WHEN CUSTOMERS CAN’T PAY
Even when a community that contractors work within isn’t struggling, there are times when emergencies and special situations arise when it comes to payment. With the eventual end of quarantines and a wobbly economy to face, it is likely that contractors will run into situations where customers are just not able to pay their bill or pay for an urgent and necessary repair.
HELPING PEOPLE: With the end of quarantines and a wobbly economy to face, it is likely that contractors will run into situations where customers are just not able to pay their bill or pay for an urgent and necessary repair.
Hoover and his company have an unwritten rule about situations that arise when customers are unable to pay. This rule is where humanity steps in over profit. He has empowered his employees to make decisions as to what is necessary and how to collect compensation for these special times.

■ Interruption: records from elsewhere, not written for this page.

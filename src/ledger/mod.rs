use std::{collections::BTreeMap, sync::Arc};

use parking_lot::Mutex;
use serde::{Deserialize, Serialize};
use sha2::{Digest, Sha256};
use tracing::{debug, info, warn};

use crate::config::MintConfig;
use crate::error::{ConfigError, MintError, MintResult, RegistryError, SnapshotError};
use crate::identity::Identity;
use crate::payout::Payout;
use crate::registry::{InMemoryRegistry, TokenRecord, TokenRegistry};

pub type TokenId = u64;
pub type Amount = u128;

/// Externally tagged: serde_json cannot buffer `u128` fields through an
/// internally tagged enum.
#[derive(Clone, Debug, Serialize, Deserialize, PartialEq, Eq)]
#[serde(rename_all = "snake_case")]
pub enum LedgerEvent {
    Minted {
        recipient: Identity,
        token_ids: Vec<TokenId>,
        payment: Amount,
    },
    Withdrawn {
        to: Identity,
        amount: Amount,
    },
}

#[derive(Clone, Debug, Serialize, Deserialize, PartialEq, Eq)]
pub struct LedgerSnapshot {
    pub config: MintConfig,
    pub owner: Identity,
    pub total_supply: u64,
    pub balance: Amount,
    pub tokens: BTreeMap<TokenId, TokenRecord>,
    pub events: Vec<LedgerEvent>,
    pub state_root: [u8; 32],
}

struct LedgerState {
    total_supply: u64,
    balance: Amount,
    registry: Box<dyn TokenRegistry>,
    events: Vec<LedgerEvent>,
}

impl LedgerState {
    /// Validates a mint of `count` tokens and applies it. Nothing is written
    /// unless every check passes.
    fn issue(
        &mut self,
        config: &MintConfig,
        recipient: &Identity,
        count: u64,
        payment: Amount,
        uri: Option<&str>,
    ) -> MintResult<Vec<TokenId>> {
        let required = config
            .min_price
            .checked_mul(Amount::from(count))
            .ok_or(MintError::ArithmeticOverflow)?;
        if payment < required {
            return Err(MintError::InsufficientPayment {
                required,
                provided: payment,
            });
        }

        let new_supply = self
            .total_supply
            .checked_add(count)
            .ok_or(MintError::ArithmeticOverflow)?;
        if new_supply > config.max_supply {
            return Err(MintError::SupplyExceeded {
                max: config.max_supply,
                current: self.total_supply,
                requested: count,
            });
        }
        let new_balance = self
            .balance
            .checked_add(payment)
            .ok_or(MintError::ArithmeticOverflow)?;

        let first = config
            .first_token_id
            .checked_add(self.total_supply)
            .ok_or(MintError::ArithmeticOverflow)?;
        let ids = (0..count)
            .map(|offset| first.checked_add(offset))
            .collect::<Option<Vec<TokenId>>>()
            .ok_or(MintError::ArithmeticOverflow)?;
        if let Some(taken) = ids.iter().find(|id| self.registry.contains(**id)) {
            return Err(RegistryError::AlreadyAssigned(*taken).into());
        }

        for (offset, id) in (1u64..).zip(&ids) {
            self.registry.assign(
                *id,
                TokenRecord {
                    owner: recipient.clone(),
                    uri: uri.map(str::to_owned),
                    minted_at_supply: self.total_supply + offset,
                },
            )?;
        }
        self.total_supply = new_supply;
        self.balance = new_balance;
        self.events.push(LedgerEvent::Minted {
            recipient: recipient.clone(),
            token_ids: ids.clone(),
            payment,
        });
        Ok(ids)
    }
}

/// Capped, paid issuance of limited-edition tokens.
///
/// All mutable state sits behind one lock that is held for the whole
/// validate-then-mutate sequence of a call, so concurrent callers are
/// serialized and never observe a partial update.
pub struct IssuanceLedger {
    owner: Identity,
    config: MintConfig,
    state: Mutex<LedgerState>,
    payout: Arc<dyn Payout>,
}
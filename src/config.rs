use std::{fs, path::Path};

use serde::{Deserialize, Serialize};

use crate::error::ConfigError;
use crate::ledger::Amount;

/// 0.01 of the native currency at 18 decimals.
pub const DEFAULT_MIN_PRICE: Amount = 10_000_000_000_000_000;
pub const DEFAULT_MAX_SUPPLY: u64 = 100;
pub const DEFAULT_MAX_BATCH: u8 = 5;
pub const DEFAULT_FIRST_TOKEN_ID: u64 = 1;

/// Constants fixed when a ledger is created.
#[derive(Clone, Debug, Serialize, Deserialize, PartialEq, Eq)]
#[serde(default, deny_unknown_fields)]
pub struct MintConfig {
    pub max_supply: u64,
    pub max_batch: u8,
    pub min_price: Amount,
    pub first_token_id: u64,
}

impl Default for MintConfig {
    fn default() -> Self {
        Self {
            max_supply: DEFAULT_MAX_SUPPLY,
            max_batch: DEFAULT_MAX_BATCH,
            min_price: DEFAULT_MIN_PRICE,
            first_token_id: DEFAULT_FIRST_TOKEN_ID,
        }
    }
}

impl MintConfig {
    pub fn load(path: &Path) -> Result<Self, ConfigError> {
        let bytes = fs::read(path)?;
        let config: MintConfig = serde_json::from_slice(&bytes)?;
        config.validate()?;
        Ok(config)
    }

    pub fn validate(&self) -> Result<(), ConfigError> {
        self.check().map_err(ConfigError::Invalid)
    }

    pub(crate) fn check(&self) -> Result<(), &'static str> {
        if self.max_supply == 0 {
            return Err("max_supply must be > 0");
        }
        if self.max_batch == 0 {
            return Err("max_batch must be > 0");
        }
        // the last id ever issued must fit in a token id
        if self.first_token_id.checked_add(self.max_supply - 1).is_none() {
            return Err("first_token_id + max_supply overflows the token id range");
        }
        Ok(())
    }
}
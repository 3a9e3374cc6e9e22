use std::{
    collections::BTreeMap,
    ffi::OsString,
    fs::{self, File, OpenOptions},
    io::{ErrorKind, Write},
    path::{Path, PathBuf},
    sync::Arc,
    thread,
    time::{Duration, Instant},
};

use fs2::FileExt;
use serde::{Deserialize, Serialize};
use tracing::debug;

use crate::config::MintConfig;
use crate::error::{ConfigError, SnapshotError};
use crate::identity::Identity;
use crate::ledger::{Amount, IssuanceLedger, LedgerSnapshot};
use crate::payout::AccountBook;
use crate::registry::InMemoryRegistry;

/// On-disk form of a deployed ledger and the external accounts it pays into.
#[derive(Clone, Debug, Serialize, Deserialize, PartialEq, Eq)]
pub struct StateFile {
    pub version: u8,
    pub ledger: LedgerSnapshot,
    #[serde(default)]
    pub accounts: BTreeMap<Identity, Amount>,
}

pub const STATE_VERSION: u8 = 1;
pub const DEFAULT_LOCK_TIMEOUT: Duration = Duration::from_secs(10);

const LOCK_POLL: Duration = Duration::from_millis(20);

#[derive(Debug, thiserror::Error)]
pub enum StoreError {
    #[error("state file {0} already exists")]
    AlreadyExists(PathBuf),
    #[error("state file {0} not found, run deploy first")]
    Missing(PathBuf),
    #[error("state file {0} is locked by another process")]
    Busy(PathBuf),
    #[error("unsupported state version {0}")]
    Version(u8),
    #[error("state io: {0}")]
    Io(#[from] std::io::Error),
    #[error("state parse: {0}")]
    Parse(#[from] serde_json::Error),
    #[error("state snapshot: {0}")]
    Snapshot(#[from] SnapshotError),
    #[error("state config: {0}")]
    Config(#[from] ConfigError),
}

/// Exclusive advisory lock on `<state>.lock`, released on drop.
///
/// The state file itself is replaced by rename on every save, so the lock
/// lives on a sibling file whose inode never changes.
struct StateLock {
    file: File,
}

impl StateLock {
    fn acquire(state: &Path, timeout: Duration) -> Result<Self, StoreError> {
        let mut name = OsString::from(state.as_os_str());
        name.push(".lock");
        let file = OpenOptions::new()
            .create(true)
            .read(true)
            .write(true)
            .truncate(false)
            .open(PathBuf::from(name))?;
        let deadline = Instant::now() + timeout;
        loop {
            match file.try_lock_exclusive() {
                Ok(()) => return Ok(Self { file }),
                Err(err) if err.kind() == fs2::lock_contended_error().kind() => {
                    if Instant::now() >= deadline {
                        return Err(StoreError::Busy(state.to_path_buf()));
                    }
                    thread::sleep(LOCK_POLL);
                }
                Err(err) => return Err(err.into()),
            }
        }
    }
}

impl Drop for StateLock {
    fn drop(&mut self) {
        let _ = FileExt::unlock(&self.file);
    }
}

/// A ledger loaded from disk. Holds the state lock until dropped, so the
/// load, the calls made on it and [`save`](Self::save) form one transaction.
pub struct Loaded {
    pub ledger: IssuanceLedger,
    pub accounts: Arc<AccountBook>,
    path: PathBuf,
    _lock: StateLock,
}

impl Loaded {
    pub fn to_state(&self) -> StateFile {
        StateFile {
            version: STATE_VERSION,
            ledger: self.ledger.snapshot(),
            accounts: self.accounts.balances(),
        }
    }

    /// Writes through a sibling temp file and renames it into place.
    pub fn save(&self) -> Result<(), StoreError> {
        let json = serde_json::to_vec_pretty(&self.to_state())?;
        let tmp = self.path.with_extension("json.tmp");
        let mut f = File::create(&tmp)?;
        f.write_all(&json)?;
        f.sync_all()?;
        fs::rename(&tmp, &self.path)?;
        debug!(path = %self.path.display(), "state saved");
        Ok(())
    }
}

fn ensure_parent(path: &Path) -> Result<(), StoreError> {
    if let Some(parent) = path.parent().filter(|p| !p.as_os_str().is_empty()) {
        fs::create_dir_all(parent)?;
    }
    Ok(())
}

pub fn load(path: &Path) -> Result<Loaded, StoreError> {
    load_with_timeout(path, DEFAULT_LOCK_TIMEOUT)
}

/// Waits at most `timeout` for the state lock before giving up with
/// [`StoreError::Busy`].
pub fn load_with_timeout(path: &Path, timeout: Duration) -> Result<Loaded, StoreError> {
    if !path.exists() {
        return Err(StoreError::Missing(path.to_path_buf()));
    }
    let lock = StateLock::acquire(path, timeout)?;
    let bytes = fs::read(path)?;
    let state: StateFile = serde_json::from_slice(&bytes)?;
    if state.version != STATE_VERSION {
        return Err(StoreError::Version(state.version));
    }
    let accounts = Arc::new(AccountBook::from_balances(state.accounts));
    let ledger = IssuanceLedger::restore(
        state.ledger,
        Box::new(InMemoryRegistry::new()),
        accounts.clone(),
    )?;
    Ok(Loaded {
        ledger,
        accounts,
        path: path.to_path_buf(),
        _lock: lock,
    })
}

/// Creates a fresh ledger at `path`. Fails if a state file is already there.
pub fn deploy(path: &Path, owner: Identity, config: MintConfig) -> Result<Loaded, StoreError> {
    config.validate()?;
    ensure_parent(path)?;
    let lock = StateLock::acquire(path, DEFAULT_LOCK_TIMEOUT)?;
    let mut f = match OpenOptions::new().write(true).create_new(true).open(path) {
        Ok(f) => f,
        Err(err) if err.kind() == ErrorKind::AlreadyExists => {
            return Err(StoreError::AlreadyExists(path.to_path_buf()))
        }
        Err(err) => return Err(err.into()),
    };

    let accounts = Arc::new(AccountBook::new());
    let ledger = IssuanceLedger::new(owner, config, accounts.clone())?;
    let loaded = Loaded {
        ledger,
        accounts,
        path: path.to_path_buf(),
        _lock: lock,
    };
    f.write_all(&serde_json::to_vec_pretty(&loaded.to_state())?)?;
    f.sync_all()?;
    Ok(loaded)
}
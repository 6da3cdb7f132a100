//! Reconciles network discovery facts into a NetBox inventory
//!
//! Discovery batches arrive from a [`source::DiscoverySource`], are validated by
//! the [`normalize`] functions, ordered into dependency stages by
//! [`plan::resolve`], and pushed through a [`target::TargetClient`] by the
//! [`reconcile::Reconciler`]. The [`service::ReconcileService`] drives that
//! loop under a cancellable lifecycle.

pub mod cache;
pub mod config;
pub mod discovery;
pub mod domain;
pub mod errors;
pub mod normalize;
pub mod payload;
pub mod plan;
pub mod reconcile;
pub mod report;
pub mod service;
pub mod source;
pub mod state_machine;
pub mod target;

// Re-export commonly used types
pub use cache::ResolutionCache;
pub use config::{NatsSourceConfig, NetBoxConfig, ReconcileConfig, ServiceConfig};
pub use discovery::{DiscoveryBatch, DiscoveryFact};
pub use errors::{ReconcileError, ReconcileResult};
pub use reconcile::{Reconciler, UpsertAction, Upserted};
pub use report::{BatchReport, EntityOutcome, Outcome, SkipReason};
pub use service::ReconcileService;
pub use source::{ChannelSource, DiscoverySource, NatsDiscoverySource};
pub use state_machine::DriverState;
pub use target::{ClientError, InMemoryTarget, TargetClient};
#[cfg(feature = "netbox")]
pub use target::NetBoxClient;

“There have also been some occasions where we have told folks to just pay us when they can,” said Hoover. “This is typically something like a longtime customer that has fallen on hard times. Sometimes we get paid and sometimes not.”
Thornton & Grooms has exercised humanity over profit before the pandemic, and they will continue to evaluate each case separately as need arises.
“We will help folks in need with a pay-what-you-can or a free repair or replacement if it’s a person who just can’t pay,” said Bergstrom.
A strategy that Swann has taken in getting customers to pay is to personally call them and ask if there is anything they can do towards their bill. He suggests that if they offer $100, take it.
“That being said, though, part of our reputation as a company is helping people, and we will uphold that,” he said. “Am I probably going to do some repairs for free? Yes. I can’t imagine that I wouldn’t. Are we going to help people? Yes. Will we get taken advantage of a few times? Yes. But we are going to help people? Yes.”
Overall, Swann expects that instead of getting paid in a day to two days to 10 days on residential jobs, companies are likely to see a lot more 60-, 90-, 120-day bills in the future.